No dia seguinte, fomos dar um passeio por Reggio, e aproveitamos para cumprimentar Patty
em sua livraria, onde não faltam nossos livros e nossa imprensa, tudo sob um letreiro que
diz "Aqui ponto FAI".
Já em Massenzatico, começamos a cumprimentar os companheiros que vinham de outras cidades
(impossível listar a todos eles também). O grande companheiro e amigo Roberto (Barone
Rosso della Lunigiana) nos preparou uma variedade de iguarias, começando com ostras (sim,
sim, ostras!), que desfrutamos ao ar livre. Na parte da tarde, dentro do "La Paradisa" se
abriu oficialmente as jornadas com a intervenção de Pietro Bevilacqua, que falou do
desaparecimento do nosso "anarcoenólogo" Luigi Veronelli e como o nosso modo de vida mudou
em poucos anos. Carla Chelo, falou sobre a cozinha caseira como lugar e também sobre a
fome que, nas sociedades industriais como a Itália, parece não ser conhecida.
Há de se pontuar que sempre houve uma alternativa vegetariana (inclusive vegana) para os
participantes.
Nós subimos para o primeiro andar para degustar o jantar, também preparado por Barone.

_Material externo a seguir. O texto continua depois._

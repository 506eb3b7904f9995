//! # Session Controller
//!
//! Runs one generation action end to end:
//!
//! ```text
//! raw text ─▶ normalize ─▶ request ─▶ backend ─▶ validate ─▶ save ─▶ (export)
//! ```
//!
//! Errors from any step are returned as they are. The store is only written
//! after validation produced a usable collection, so a failed run never leaves
//! partial state behind.

use crate::commands::{CmdMessage, CmdResult, ExportOutput, GenerationReport};
use crate::config::FlashgenConfig;
use crate::error::{FlashError, Result};
use crate::export::{export, suggested_filename, ExportFormat};
use crate::generate::{Backend, CardGenerator};
use crate::model::{level_label, Collection, Difficulty, GenerationRequest, MIN_CARDS};
use crate::normalize::{normalize, ContentStats};
use crate::store::DataStore;
use tracing::{info, warn};

/// One generation action as the user asked for it. `None` fields fall back to
/// the configured defaults.
#[derive(Debug, Clone, Default)]
pub struct GenerateInput {
    pub text: String,
    pub subject: Option<String>,
    pub level: Option<Difficulty>,
    pub count: Option<usize>,
    pub title: Option<String>,
    pub save: bool,
    pub export: Option<ExportFormat>,
}

impl GenerateInput {
    pub fn new(text: impl Into<String>) -> Self {
        Self {
            text: text.into(),
            save: true,
            ..Default::default()
        }
    }
}

pub fn run<S: DataStore, B: Backend>(
    store: &mut S,
    generator: &CardGenerator<B>,
    config: &FlashgenConfig,
    input: GenerateInput,
) -> Result<CmdResult> {
    let normalized = normalize(&input.text, config.max_input_chars)?;
    let total_chars = normalized.total_chars();
    if total_chars < config.min_input_chars {
        return Err(FlashError::InputTooShort {
            len: total_chars,
            min: config.min_input_chars,
        });
    }

    let subject = input
        .subject
        .map(|s| s.trim().to_string())
        .filter(|s| !s.is_empty())
        .unwrap_or_else(|| config.default_subject.clone());
    let wanted = input.count.unwrap_or(config.default_count);
    let request = GenerationRequest::new(normalized.primary(), subject, input.level, wanted);

    let mut result = CmdResult::default();
    if request.count != wanted {
        result.add_message(CmdMessage::info(format!(
            "Card count adjusted from {} to {}",
            wanted, request.count
        )));
    }
    if normalized.truncated() {
        result.add_message(CmdMessage::warning(format!(
            "Input is long: only the first {} of {} characters were used",
            normalized.primary().chars().count(),
            total_chars
        )));
    }

    let candidates = generator.generate(&request)?;
    let validation = crate::validate::validate(&request, candidates);

    if validation.dropped > 0 {
        warn!(dropped = validation.dropped, "dropped malformed cards");
    }

    let mut report = GenerationReport {
        collection: Collection::new(
            String::new(),
            request.subject.clone(),
            request.difficulty,
            Vec::new(),
        ),
        dropped: validation.dropped,
        duplicates: validation.duplicates,
        truncated: normalized.truncated(),
        saved: false,
        content: ContentStats::of(normalized.primary()),
    };

    if validation.is_empty() {
        result.add_message(CmdMessage::warning(format!(
            "Fewer than {} usable cards came back ({} dropped); nothing was saved",
            MIN_CARDS, validation.dropped
        )));
        result.generation = Some(report);
        return Ok(result);
    }

    let title = input
        .title
        .map(|t| t.trim().to_string())
        .filter(|t| !t.is_empty())
        .unwrap_or_else(|| Collection::default_title(&request.subject, validation.cards.len()));
    let collection = Collection::new(
        title,
        request.subject.clone(),
        request.difficulty,
        validation.cards,
    );

    if validation.dropped > 0 {
        result.add_message(CmdMessage::warning(format!(
            "Dropped {} malformed card(s)",
            validation.dropped
        )));
    }
    if validation.duplicates > 0 {
        result.add_message(CmdMessage::info(format!(
            "Removed {} duplicate card(s)",
            validation.duplicates
        )));
    }

    if let Some(format) = input.export {
        let bytes = export(&collection.cards, format)?;
        result = result.with_export(ExportOutput {
            format,
            filename: suggested_filename(&collection.metadata.title, format),
            bytes,
        });
    }

    if input.save {
        store.save_collection(&collection)?;
        report.saved = true;
        result.add_message(CmdMessage::success(format!(
            "Created \"{}\": {} {} cards",
            collection.metadata.title,
            collection.cards.len(),
            level_label(collection.metadata.difficulty)
        )));
    } else {
        result.add_message(CmdMessage::info(format!(
            "Generated {} cards (not saved)",
            collection.cards.len()
        )));
    }

    info!(
        id = %collection.id(),
        cards = collection.cards.len(),
        dropped = report.dropped,
        duplicates = report.duplicates,
        saved = report.saved,
        "generation finished"
    );

    report.collection = collection.clone();
    result.generation = Some(report);
    Ok(result.with_affected_collections(vec![collection]))
}

#[cfg(test)]
mod tests {
    use super::*;
    use crate::generate::testing::{cards_json, instant_settings, ScriptedBackend};
    use crate::generate::BackendFailure;
    use crate::store::memory::InMemoryStore;

    const TEXT: &str = "Photosynthesis converts light energy into chemical energy.\n\
        Chlorophyll absorbs mostly blue and red light.\n\
        The Calvin cycle fixes carbon dioxide into sugars.";

    fn generator(backend: ScriptedBackend) -> CardGenerator<ScriptedBackend> {
        CardGenerator::new(backend, instant_settings())
    }

    fn input(count: usize) -> GenerateInput {
        GenerateInput {
            subject: Some("Biology".into()),
            count: Some(count),
            ..GenerateInput::new(TEXT)
        }
    }

    fn twelve_with_one_malformed() -> String {
        let mut value: serde_json::Value = serde_json::from_str(&cards_json(11)).unwrap();
        value["flashcards"]
            .as_array_mut()
            .unwrap()
            .insert(3, serde_json::json!({ "question": "Missing its answer?" }));
        value.to_string()
    }

    #[test]
    fn saves_valid_cards_and_reports_drops() {
        let mut store = InMemoryStore::new();
        let gen = generator(ScriptedBackend::new().reply(twelve_with_one_malformed()));

        let result = run(&mut store, &gen, &FlashgenConfig::default(), input(12)).unwrap();

        let report = result.generation.unwrap();
        assert!(report.saved);
        assert_eq!(report.dropped, 1);
        assert_eq!(report.collection.cards.len(), 11);

        let stored = store.list_collections(None).unwrap();
        assert_eq!(stored.len(), 1);
        assert_eq!(stored[0].cards.len(), 11);
        assert_eq!(stored[0].metadata.title, "Biology - 11 cards");
        assert_eq!(stored[0].metadata.card_count, 11);
    }

    #[test]
    fn sends_one_request_with_normalized_text() {
        let mut store = InMemoryStore::new();
        let gen = generator(ScriptedBackend::new().reply(cards_json(12)));

        run(&mut store, &gen, &FlashgenConfig::default(), input(12)).unwrap();

        let prompts = gen.backend().prompts();
        assert_eq!(prompts.len(), 1);
        assert_eq!(prompts[0].count, 12);
        assert!(prompts[0]
            .user
            .contains("Photosynthesis converts light energy into chemical energy.\n\nChlorophyll"));
    }

    #[test]
    fn backend_failure_leaves_store_untouched() {
        let mut store = InMemoryStore::new();
        let gen = generator(ScriptedBackend::new().fail(BackendFailure::fatal("500 bad")));

        let err = run(&mut store, &gen, &FlashgenConfig::default(), input(12)).unwrap_err();
        assert!(matches!(err, FlashError::Backend(_)));
        assert!(store.list_metadata().unwrap().is_empty());
    }

    #[test]
    fn parse_failure_leaves_store_untouched() {
        let mut store = InMemoryStore::new();
        let gen = generator(ScriptedBackend::new().reply("not json at all"));

        let err = run(&mut store, &gen, &FlashgenConfig::default(), input(12)).unwrap_err();
        assert!(matches!(err, FlashError::Parse(_)));
        assert!(store.list_metadata().unwrap().is_empty());
    }

    #[test]
    fn transient_failure_is_retried_once() {
        let mut store = InMemoryStore::new();
        let gen = generator(
            ScriptedBackend::new()
                .fail(BackendFailure::transient("timed out"))
                .reply(cards_json(15)),
        );

        let result = run(&mut store, &gen, &FlashgenConfig::default(), input(15)).unwrap();
        assert_eq!(gen.backend().calls(), 2);
        assert_eq!(result.generation.unwrap().collection.cards.len(), 15);
    }

    #[test]
    fn empty_input_never_calls_backend() {
        let mut store = InMemoryStore::new();
        let gen = generator(ScriptedBackend::new().reply(cards_json(12)));

        let err = run(
            &mut store,
            &gen,
            &FlashgenConfig::default(),
            GenerateInput::new(" \n\t \n"),
        )
        .unwrap_err();
        assert!(matches!(err, FlashError::EmptyInput));
        assert_eq!(gen.backend().calls(), 0);
    }

    #[test]
    fn short_input_is_rejected() {
        let mut store = InMemoryStore::new();
        let gen = generator(ScriptedBackend::new());

        let err = run(
            &mut store,
            &gen,
            &FlashgenConfig::default(),
            GenerateInput::new("Too short."),
        )
        .unwrap_err();
        assert!(matches!(err, FlashError::InputTooShort { len: 10, min: 50 }));
    }

    #[test]
    fn too_few_valid_cards_saves_nothing() {
        let mut store = InMemoryStore::new();
        let gen = generator(ScriptedBackend::new().reply(cards_json(9)));

        let result = run(&mut store, &gen, &FlashgenConfig::default(), input(12)).unwrap();

        let report = result.generation.unwrap();
        assert!(!report.saved);
        assert!(report.collection.cards.is_empty());
        assert_eq!(report.dropped, 9);
        assert!(store.list_metadata().unwrap().is_empty());
        assert!(result.affected_collections.is_empty());
    }

    #[test]
    fn no_save_keeps_store_empty() {
        let mut store = InMemoryStore::new();
        let gen = generator(ScriptedBackend::new().reply(cards_json(10)));
        let input = GenerateInput {
            save: false,
            ..input(10)
        };

        let result = run(&mut store, &gen, &FlashgenConfig::default(), input).unwrap();
        assert_eq!(result.affected_collections[0].cards.len(), 10);
        assert!(store.list_metadata().unwrap().is_empty());
    }

    #[test]
    fn count_is_clamped_and_defaults_apply() {
        let mut store = InMemoryStore::new();
        let gen = generator(ScriptedBackend::new().reply(cards_json(25)));
        let input = GenerateInput {
            count: Some(40),
            ..GenerateInput::new(TEXT)
        };

        let result = run(&mut store, &gen, &FlashgenConfig::default(), input).unwrap();
        assert_eq!(gen.backend().prompts()[0].count, 25);
        assert_eq!(gen.backend().prompts()[0].subject, "General");
        assert!(result
            .messages
            .iter()
            .any(|m| m.content == "Card count adjusted from 40 to 25"));
    }

    #[test]
    fn long_input_reports_truncation() {
        let mut store = InMemoryStore::new();
        let gen = generator(ScriptedBackend::new().reply(cards_json(10)));
        let config = FlashgenConfig {
            max_input_chars: 60,
            ..FlashgenConfig::default()
        };

        let result = run(&mut store, &gen, &config, input(10)).unwrap();
        assert!(result.generation.unwrap().truncated);
        assert!(result
            .messages
            .iter()
            .any(|m| m.level == crate::commands::MessageLevel::Warning));
    }

    #[test]
    fn exports_when_asked() {
        let mut store = InMemoryStore::new();
        let gen = generator(ScriptedBackend::new().reply(cards_json(10)));
        let input = GenerateInput {
            export: Some(ExportFormat::Anki),
            title: Some("Light reactions".into()),
            ..input(10)
        };

        let result = run(&mut store, &gen, &FlashgenConfig::default(), input).unwrap();
        let output = result.export.unwrap();
        assert_eq!(output.filename, "Light_reactions.txt");
        assert_eq!(String::from_utf8(output.bytes).unwrap().lines().count(), 10);
    }

    #[test]
    fn store_failure_is_returned() {
        let mut store = InMemoryStore::new();
        store.set_simulate_write_error(true);
        let gen = generator(ScriptedBackend::new().reply(cards_json(10)));

        let err = run(&mut store, &gen, &FlashgenConfig::default(), input(10)).unwrap_err();
        assert!(matches!(err, FlashError::Store(_)));
    }
}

Entre os participantes estavam representantes dos "esodati", um deles falou conosco. Os
"esodati" são trabalhadores que foram demitidos de suas empresas concordando com um
subsídio até a idade da aposentadoria. Agora, o governo italiano lançou uma lei com efeito
retroativo pela qual a sua concessão é cancelada, estando eles agora em uma situação
dificílima, pois não trabalham nem podem receber o seguro desemprego.
Após o jantar, voltamos para o andar de baixo para ouvir o show de Fabio Bonvicini e
Francesco Benozzo (vocais, flauta e harpa).
No dia seguinte (sábado, 1º de outubro), começou com a atuação de Cecio e Verusca, com um
senso de humor que fazia até os mais sérios sorrirem. E assim estiveram por todas as
jornadas. Foi distribuído "zabaione", bebida tradicional à base de ovo que se dava
antigamente às crianças para começar o dia. Já estava montado no jardim o posto de livros,
fundamental em todas as iniciativas libertárias. Além disso, um acostamento da estrada se
encheu de bandeiras vermelhas e negras, o que se via de longe.
Sem sair do jardim, Luigi Rigazzi nos ofereceu uma prova de azeite siciliano e nos
deleitou com uma breve conferência sobre as origens do consumo de azeite na Bacia do
Mediterrâneo. Então, Arturo Bertoldi nos contou sobre o hábito operário de fumar "palolú",
além de oferecer a quem quisesse provar.
Uma vez dentro do Paradisa, Paolo Passi deu a sua palestra sobre "Pílulas de amor e
canções" que, além de muito interessante, nos aprouve com algumas canções tocadas no
violão. Após sua intervenção, fomos comer os pratos preparados pela "Cocinera Rojinegra".
À tarde aconteceu o simpósio de estudos históricos sobre as Cozinhas do Amor, evento
central das jornadas. Isso aconteceu no Teatro Artigiano, a dois passos de La Paradisa.
Começou com a intervenção de Silvia Fabbi, que falou da cozinha e o amor, um binômio
inseparável. Em seguida Alberto Capatti, apresentou uma divertida conferência sobre a
cozinha afrodisíaca. Logo, foi a vez de Isabelle Felici, que tratou de uma forma
documentada e agradável, a cozinha dos emigrantes e exilados italianos. Por fim, eu
intervim falando da alimentação dos trabalhadores espanhóis: " Colherada e passo atrás".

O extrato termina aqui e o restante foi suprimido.